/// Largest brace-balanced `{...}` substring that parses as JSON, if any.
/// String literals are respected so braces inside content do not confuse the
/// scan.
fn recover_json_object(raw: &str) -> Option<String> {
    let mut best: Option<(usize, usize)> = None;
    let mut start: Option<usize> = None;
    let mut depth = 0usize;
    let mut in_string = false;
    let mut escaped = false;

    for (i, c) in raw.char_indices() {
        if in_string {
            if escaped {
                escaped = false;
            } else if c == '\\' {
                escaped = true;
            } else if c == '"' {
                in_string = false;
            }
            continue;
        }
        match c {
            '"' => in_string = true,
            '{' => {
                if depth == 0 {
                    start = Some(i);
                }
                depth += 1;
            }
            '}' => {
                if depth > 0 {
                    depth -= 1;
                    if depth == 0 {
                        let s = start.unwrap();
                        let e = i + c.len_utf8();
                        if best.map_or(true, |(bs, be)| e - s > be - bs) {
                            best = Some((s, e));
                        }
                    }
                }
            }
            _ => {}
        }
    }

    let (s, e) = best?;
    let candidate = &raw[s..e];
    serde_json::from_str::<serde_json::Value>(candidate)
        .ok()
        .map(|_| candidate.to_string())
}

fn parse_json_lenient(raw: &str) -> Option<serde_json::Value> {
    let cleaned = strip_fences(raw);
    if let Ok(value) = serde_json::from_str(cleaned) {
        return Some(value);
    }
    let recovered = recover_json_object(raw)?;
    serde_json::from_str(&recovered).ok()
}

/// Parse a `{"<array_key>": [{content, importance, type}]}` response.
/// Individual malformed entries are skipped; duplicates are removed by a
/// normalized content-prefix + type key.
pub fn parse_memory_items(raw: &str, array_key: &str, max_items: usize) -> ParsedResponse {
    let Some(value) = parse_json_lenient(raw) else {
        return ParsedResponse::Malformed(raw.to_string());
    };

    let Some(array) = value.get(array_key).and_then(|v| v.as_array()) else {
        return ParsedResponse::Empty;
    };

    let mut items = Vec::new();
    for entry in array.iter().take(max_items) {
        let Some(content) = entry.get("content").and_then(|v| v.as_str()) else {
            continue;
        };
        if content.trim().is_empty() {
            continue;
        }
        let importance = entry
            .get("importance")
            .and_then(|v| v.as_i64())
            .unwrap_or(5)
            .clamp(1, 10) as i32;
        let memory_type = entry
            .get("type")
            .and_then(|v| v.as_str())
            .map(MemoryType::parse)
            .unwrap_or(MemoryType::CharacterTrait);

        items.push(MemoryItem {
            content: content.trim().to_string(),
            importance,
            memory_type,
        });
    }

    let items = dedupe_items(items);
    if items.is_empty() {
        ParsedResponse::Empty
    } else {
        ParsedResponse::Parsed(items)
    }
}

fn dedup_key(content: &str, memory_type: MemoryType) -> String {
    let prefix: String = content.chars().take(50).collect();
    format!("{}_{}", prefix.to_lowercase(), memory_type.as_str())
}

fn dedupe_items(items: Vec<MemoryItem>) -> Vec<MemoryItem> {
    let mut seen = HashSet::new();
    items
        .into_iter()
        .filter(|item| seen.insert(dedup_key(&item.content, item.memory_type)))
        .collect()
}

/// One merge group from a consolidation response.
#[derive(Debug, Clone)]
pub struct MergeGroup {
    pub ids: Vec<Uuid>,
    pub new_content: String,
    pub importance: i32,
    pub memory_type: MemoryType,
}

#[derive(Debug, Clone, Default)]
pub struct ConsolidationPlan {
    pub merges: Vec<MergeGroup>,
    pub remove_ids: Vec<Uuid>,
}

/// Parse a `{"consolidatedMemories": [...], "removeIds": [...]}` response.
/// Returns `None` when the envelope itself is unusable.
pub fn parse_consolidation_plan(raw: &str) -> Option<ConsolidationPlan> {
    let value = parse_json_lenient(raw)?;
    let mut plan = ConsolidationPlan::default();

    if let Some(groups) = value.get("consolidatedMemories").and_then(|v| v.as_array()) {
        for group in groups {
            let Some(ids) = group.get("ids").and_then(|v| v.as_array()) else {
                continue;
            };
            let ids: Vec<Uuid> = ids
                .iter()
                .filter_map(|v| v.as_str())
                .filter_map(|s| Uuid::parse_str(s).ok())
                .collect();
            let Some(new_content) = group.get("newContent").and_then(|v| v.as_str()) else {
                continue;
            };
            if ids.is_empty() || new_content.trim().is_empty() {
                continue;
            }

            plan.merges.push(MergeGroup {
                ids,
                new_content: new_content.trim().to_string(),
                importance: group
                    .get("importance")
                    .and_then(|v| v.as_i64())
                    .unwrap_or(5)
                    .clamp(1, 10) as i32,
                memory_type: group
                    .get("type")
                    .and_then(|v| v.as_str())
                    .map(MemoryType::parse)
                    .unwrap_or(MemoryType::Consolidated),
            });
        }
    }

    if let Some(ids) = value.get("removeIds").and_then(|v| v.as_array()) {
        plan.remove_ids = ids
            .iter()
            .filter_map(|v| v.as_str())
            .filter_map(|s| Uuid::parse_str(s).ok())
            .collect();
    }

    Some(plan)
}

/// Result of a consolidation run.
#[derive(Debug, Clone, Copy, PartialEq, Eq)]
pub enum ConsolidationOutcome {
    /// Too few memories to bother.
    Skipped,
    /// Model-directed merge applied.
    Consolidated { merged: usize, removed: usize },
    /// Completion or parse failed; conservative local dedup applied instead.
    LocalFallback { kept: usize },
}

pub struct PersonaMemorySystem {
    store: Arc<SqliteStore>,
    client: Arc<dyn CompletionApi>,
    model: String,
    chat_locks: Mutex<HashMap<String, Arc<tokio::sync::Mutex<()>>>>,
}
• • • • • • •
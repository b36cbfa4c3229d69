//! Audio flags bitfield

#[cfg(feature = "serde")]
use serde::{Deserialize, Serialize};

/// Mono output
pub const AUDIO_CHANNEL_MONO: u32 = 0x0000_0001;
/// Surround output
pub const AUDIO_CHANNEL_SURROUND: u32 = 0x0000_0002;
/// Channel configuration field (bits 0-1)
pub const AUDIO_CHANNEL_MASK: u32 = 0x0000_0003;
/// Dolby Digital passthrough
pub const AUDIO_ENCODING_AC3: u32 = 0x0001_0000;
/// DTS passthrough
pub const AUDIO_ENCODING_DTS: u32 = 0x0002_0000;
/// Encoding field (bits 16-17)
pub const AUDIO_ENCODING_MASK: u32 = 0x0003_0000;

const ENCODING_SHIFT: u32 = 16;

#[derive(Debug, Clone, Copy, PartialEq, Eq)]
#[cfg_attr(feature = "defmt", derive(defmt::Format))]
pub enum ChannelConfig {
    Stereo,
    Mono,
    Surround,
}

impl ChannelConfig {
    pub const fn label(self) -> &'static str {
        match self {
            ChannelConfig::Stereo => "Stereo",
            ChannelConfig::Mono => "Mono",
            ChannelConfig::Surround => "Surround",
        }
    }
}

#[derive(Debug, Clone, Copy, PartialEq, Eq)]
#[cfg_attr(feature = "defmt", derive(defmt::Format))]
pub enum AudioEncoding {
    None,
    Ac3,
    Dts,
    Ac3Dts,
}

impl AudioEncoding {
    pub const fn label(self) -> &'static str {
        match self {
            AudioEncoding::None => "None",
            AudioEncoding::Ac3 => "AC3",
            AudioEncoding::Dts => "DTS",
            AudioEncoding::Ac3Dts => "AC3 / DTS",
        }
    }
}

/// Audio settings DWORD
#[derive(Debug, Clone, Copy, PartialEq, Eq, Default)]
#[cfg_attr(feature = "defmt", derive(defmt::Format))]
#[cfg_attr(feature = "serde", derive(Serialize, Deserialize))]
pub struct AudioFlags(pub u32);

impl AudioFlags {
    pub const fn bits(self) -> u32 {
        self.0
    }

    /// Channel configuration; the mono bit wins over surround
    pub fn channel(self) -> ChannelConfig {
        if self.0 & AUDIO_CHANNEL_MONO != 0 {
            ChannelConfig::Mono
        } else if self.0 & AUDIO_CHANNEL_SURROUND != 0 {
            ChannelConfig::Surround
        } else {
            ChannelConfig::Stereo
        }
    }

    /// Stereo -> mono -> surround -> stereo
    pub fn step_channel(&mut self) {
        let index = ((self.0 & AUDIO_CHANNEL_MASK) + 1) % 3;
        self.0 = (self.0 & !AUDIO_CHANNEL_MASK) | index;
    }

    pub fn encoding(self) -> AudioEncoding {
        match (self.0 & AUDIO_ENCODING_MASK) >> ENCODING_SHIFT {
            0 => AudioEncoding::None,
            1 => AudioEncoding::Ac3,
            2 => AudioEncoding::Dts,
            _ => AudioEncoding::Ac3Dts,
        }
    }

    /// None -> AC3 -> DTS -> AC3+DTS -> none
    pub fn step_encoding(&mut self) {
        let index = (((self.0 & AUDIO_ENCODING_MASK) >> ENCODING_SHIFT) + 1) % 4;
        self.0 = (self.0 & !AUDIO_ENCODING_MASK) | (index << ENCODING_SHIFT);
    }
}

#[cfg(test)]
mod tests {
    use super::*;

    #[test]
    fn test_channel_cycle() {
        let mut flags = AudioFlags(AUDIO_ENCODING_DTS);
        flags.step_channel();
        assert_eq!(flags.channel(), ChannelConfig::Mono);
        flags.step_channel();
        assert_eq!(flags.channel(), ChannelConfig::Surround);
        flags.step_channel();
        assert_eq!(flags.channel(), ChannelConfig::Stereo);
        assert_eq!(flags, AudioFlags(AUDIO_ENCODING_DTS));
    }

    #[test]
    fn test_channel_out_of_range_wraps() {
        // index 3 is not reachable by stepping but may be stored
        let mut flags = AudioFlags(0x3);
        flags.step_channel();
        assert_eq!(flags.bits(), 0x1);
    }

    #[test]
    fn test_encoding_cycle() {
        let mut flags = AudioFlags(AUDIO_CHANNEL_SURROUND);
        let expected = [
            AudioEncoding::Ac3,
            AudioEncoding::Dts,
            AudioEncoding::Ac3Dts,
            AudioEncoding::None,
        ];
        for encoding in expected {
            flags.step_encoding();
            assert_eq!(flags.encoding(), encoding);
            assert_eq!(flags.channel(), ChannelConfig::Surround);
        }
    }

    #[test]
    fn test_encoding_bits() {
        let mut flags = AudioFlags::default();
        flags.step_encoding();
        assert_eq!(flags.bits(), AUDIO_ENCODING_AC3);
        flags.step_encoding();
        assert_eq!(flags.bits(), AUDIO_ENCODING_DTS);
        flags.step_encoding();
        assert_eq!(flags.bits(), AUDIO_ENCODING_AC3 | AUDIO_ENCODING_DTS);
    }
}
• • • • • • •
→ **Task directions**
Everything above from the line containing "JSON, if any." through the line containing "let mut escaped = false;" must be copied exactly. Nothing outside that range belongs in the answer.

→ **Answer**
/// Largest brace-balanced `{...}` substring that parses as JSON, if any.
/// String literals are respected so braces inside content do not confuse the
/// scan.
fn recover_json_object(raw: &str) -> Option<String> {
    let mut best: Option<(usize, usize)> = None;
    let mut start: Option<usize> = None;
    let mut depth = 0usize;
    let mut in_string = false;
    let mut escaped = false;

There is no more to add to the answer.